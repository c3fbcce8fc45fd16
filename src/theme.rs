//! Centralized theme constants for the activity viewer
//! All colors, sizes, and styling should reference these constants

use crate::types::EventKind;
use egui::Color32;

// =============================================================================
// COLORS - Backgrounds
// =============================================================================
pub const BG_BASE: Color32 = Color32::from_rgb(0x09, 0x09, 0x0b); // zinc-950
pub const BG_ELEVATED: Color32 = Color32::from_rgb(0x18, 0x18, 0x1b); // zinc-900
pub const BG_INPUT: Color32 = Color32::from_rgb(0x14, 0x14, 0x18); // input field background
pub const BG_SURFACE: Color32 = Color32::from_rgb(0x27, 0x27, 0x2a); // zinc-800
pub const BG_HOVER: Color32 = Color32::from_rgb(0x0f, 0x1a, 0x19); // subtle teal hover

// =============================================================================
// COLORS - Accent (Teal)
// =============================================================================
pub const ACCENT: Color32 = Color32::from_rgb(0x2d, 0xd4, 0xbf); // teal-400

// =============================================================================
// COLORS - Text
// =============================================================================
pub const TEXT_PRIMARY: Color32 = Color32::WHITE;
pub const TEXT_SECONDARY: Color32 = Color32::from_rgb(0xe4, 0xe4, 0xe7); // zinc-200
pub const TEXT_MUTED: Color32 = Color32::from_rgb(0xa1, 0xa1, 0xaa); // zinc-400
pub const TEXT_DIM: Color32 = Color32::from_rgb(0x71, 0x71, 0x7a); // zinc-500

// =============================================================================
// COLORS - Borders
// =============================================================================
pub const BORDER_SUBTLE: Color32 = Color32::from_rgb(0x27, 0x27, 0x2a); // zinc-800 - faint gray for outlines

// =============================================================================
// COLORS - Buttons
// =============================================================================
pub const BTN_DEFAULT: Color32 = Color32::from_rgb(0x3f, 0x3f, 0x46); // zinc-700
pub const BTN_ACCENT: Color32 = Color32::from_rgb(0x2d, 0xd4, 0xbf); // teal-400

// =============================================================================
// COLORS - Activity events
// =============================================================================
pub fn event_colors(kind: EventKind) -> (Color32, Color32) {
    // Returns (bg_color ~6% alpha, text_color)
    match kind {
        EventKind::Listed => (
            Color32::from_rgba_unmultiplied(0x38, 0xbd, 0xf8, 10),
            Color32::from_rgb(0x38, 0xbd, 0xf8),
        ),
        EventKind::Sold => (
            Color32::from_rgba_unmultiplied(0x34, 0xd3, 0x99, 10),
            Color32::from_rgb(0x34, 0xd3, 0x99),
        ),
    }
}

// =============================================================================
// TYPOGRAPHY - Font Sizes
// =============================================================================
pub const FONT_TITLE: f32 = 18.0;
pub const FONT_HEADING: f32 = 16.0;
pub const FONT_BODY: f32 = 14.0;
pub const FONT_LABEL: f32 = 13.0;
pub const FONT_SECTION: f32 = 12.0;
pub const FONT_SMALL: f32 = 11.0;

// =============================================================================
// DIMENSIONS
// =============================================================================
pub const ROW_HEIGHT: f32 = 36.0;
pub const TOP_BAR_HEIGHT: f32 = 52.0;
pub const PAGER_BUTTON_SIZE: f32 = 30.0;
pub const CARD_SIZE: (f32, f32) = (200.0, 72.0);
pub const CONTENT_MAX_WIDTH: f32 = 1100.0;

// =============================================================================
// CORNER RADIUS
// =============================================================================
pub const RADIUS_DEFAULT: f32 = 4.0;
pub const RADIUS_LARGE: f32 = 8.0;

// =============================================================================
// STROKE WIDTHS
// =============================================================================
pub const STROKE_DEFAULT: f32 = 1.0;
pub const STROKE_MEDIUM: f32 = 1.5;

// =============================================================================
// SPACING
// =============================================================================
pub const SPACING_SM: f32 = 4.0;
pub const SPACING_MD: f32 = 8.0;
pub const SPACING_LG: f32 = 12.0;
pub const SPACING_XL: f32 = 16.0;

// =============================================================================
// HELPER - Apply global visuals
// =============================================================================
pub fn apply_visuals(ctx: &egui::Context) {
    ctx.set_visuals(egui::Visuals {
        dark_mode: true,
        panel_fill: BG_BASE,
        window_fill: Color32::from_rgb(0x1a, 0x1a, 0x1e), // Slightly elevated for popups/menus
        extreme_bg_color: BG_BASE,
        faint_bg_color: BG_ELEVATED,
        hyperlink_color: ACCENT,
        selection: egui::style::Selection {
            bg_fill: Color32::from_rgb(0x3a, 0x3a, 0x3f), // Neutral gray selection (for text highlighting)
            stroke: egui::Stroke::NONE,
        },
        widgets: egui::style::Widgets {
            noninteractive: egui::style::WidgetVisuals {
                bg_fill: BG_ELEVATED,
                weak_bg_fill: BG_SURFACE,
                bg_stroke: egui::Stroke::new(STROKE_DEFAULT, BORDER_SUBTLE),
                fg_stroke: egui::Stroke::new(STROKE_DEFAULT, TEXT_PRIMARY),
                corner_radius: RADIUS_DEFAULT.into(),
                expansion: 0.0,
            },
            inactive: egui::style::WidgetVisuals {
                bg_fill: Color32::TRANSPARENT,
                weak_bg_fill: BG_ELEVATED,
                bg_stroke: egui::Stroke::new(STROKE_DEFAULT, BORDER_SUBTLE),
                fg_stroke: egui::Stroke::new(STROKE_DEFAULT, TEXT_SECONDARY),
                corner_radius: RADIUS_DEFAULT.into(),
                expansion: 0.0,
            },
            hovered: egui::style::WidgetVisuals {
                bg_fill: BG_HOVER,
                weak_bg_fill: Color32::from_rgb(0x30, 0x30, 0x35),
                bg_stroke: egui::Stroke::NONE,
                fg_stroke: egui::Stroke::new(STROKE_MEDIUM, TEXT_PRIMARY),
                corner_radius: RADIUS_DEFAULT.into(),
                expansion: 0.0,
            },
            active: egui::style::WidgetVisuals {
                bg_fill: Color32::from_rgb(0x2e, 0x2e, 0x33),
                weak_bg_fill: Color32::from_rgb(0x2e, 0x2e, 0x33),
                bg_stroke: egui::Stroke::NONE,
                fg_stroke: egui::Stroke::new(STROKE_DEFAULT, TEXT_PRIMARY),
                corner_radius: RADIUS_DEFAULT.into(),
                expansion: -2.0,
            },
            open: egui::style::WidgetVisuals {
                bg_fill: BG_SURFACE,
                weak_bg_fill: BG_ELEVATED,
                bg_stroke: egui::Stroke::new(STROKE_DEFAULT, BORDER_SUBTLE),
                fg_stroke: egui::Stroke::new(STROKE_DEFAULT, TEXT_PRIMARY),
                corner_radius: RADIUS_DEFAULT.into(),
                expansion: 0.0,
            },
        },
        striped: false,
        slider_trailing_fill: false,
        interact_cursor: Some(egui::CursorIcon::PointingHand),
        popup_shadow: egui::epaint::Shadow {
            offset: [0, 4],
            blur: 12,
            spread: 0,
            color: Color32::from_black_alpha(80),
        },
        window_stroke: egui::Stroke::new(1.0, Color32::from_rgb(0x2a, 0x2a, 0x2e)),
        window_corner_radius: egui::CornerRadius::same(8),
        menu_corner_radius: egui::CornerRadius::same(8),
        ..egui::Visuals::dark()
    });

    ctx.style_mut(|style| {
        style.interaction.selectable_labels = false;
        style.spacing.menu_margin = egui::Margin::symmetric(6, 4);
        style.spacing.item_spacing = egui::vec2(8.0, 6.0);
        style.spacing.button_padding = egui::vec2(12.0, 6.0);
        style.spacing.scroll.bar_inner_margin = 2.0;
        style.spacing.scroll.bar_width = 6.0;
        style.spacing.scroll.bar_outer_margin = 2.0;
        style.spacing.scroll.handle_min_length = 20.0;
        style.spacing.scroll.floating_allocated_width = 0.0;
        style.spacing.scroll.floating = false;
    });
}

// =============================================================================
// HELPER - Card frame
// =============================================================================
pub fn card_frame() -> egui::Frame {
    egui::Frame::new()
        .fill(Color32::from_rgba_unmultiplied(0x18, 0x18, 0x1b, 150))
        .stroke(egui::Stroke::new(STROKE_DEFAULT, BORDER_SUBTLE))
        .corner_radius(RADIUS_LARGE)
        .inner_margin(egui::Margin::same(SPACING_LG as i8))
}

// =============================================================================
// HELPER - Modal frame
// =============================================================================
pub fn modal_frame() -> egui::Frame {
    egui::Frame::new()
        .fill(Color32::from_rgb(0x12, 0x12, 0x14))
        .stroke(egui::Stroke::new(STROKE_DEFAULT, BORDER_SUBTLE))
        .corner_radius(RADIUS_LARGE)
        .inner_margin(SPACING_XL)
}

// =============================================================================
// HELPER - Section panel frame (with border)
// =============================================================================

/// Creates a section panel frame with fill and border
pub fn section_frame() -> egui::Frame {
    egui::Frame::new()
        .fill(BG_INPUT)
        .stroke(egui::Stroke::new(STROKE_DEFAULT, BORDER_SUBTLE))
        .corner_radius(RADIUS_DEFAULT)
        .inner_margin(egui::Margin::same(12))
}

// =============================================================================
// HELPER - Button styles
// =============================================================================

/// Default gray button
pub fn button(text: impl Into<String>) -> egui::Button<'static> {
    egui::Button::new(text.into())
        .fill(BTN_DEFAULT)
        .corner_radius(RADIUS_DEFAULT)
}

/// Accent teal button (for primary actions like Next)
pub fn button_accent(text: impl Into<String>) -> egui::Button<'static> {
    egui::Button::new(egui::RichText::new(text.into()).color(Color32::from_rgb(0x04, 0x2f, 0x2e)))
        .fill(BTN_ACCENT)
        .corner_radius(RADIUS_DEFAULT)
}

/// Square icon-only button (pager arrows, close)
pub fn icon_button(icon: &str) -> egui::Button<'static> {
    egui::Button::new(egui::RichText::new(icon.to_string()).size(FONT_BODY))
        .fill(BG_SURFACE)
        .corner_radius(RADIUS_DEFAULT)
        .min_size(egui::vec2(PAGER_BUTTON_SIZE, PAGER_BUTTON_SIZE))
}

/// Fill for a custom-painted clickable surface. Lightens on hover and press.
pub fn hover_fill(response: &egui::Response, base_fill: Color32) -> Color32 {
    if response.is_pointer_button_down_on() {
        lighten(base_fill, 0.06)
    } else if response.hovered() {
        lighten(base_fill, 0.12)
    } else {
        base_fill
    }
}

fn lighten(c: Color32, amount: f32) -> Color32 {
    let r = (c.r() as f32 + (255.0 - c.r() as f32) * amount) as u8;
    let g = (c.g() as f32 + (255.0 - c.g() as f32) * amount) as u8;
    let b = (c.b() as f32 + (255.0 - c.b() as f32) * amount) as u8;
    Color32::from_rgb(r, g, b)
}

◆ ◆ ◆

> **What the exercise asks**
Word for word, set down the lines from the beginning of the records through the line that holds "COLORS - Backgrounds". Leave out the rest.

> **Answer**
repository c3fbcce8fc45fd16
filename src/theme.rs
//! Centralized theme constants for the activity viewer
//! All colors, sizes, and styling should reference these constants

use crate::types::EventKind;
use egui::Color32;

// =============================================================================
// COLORS - Backgrounds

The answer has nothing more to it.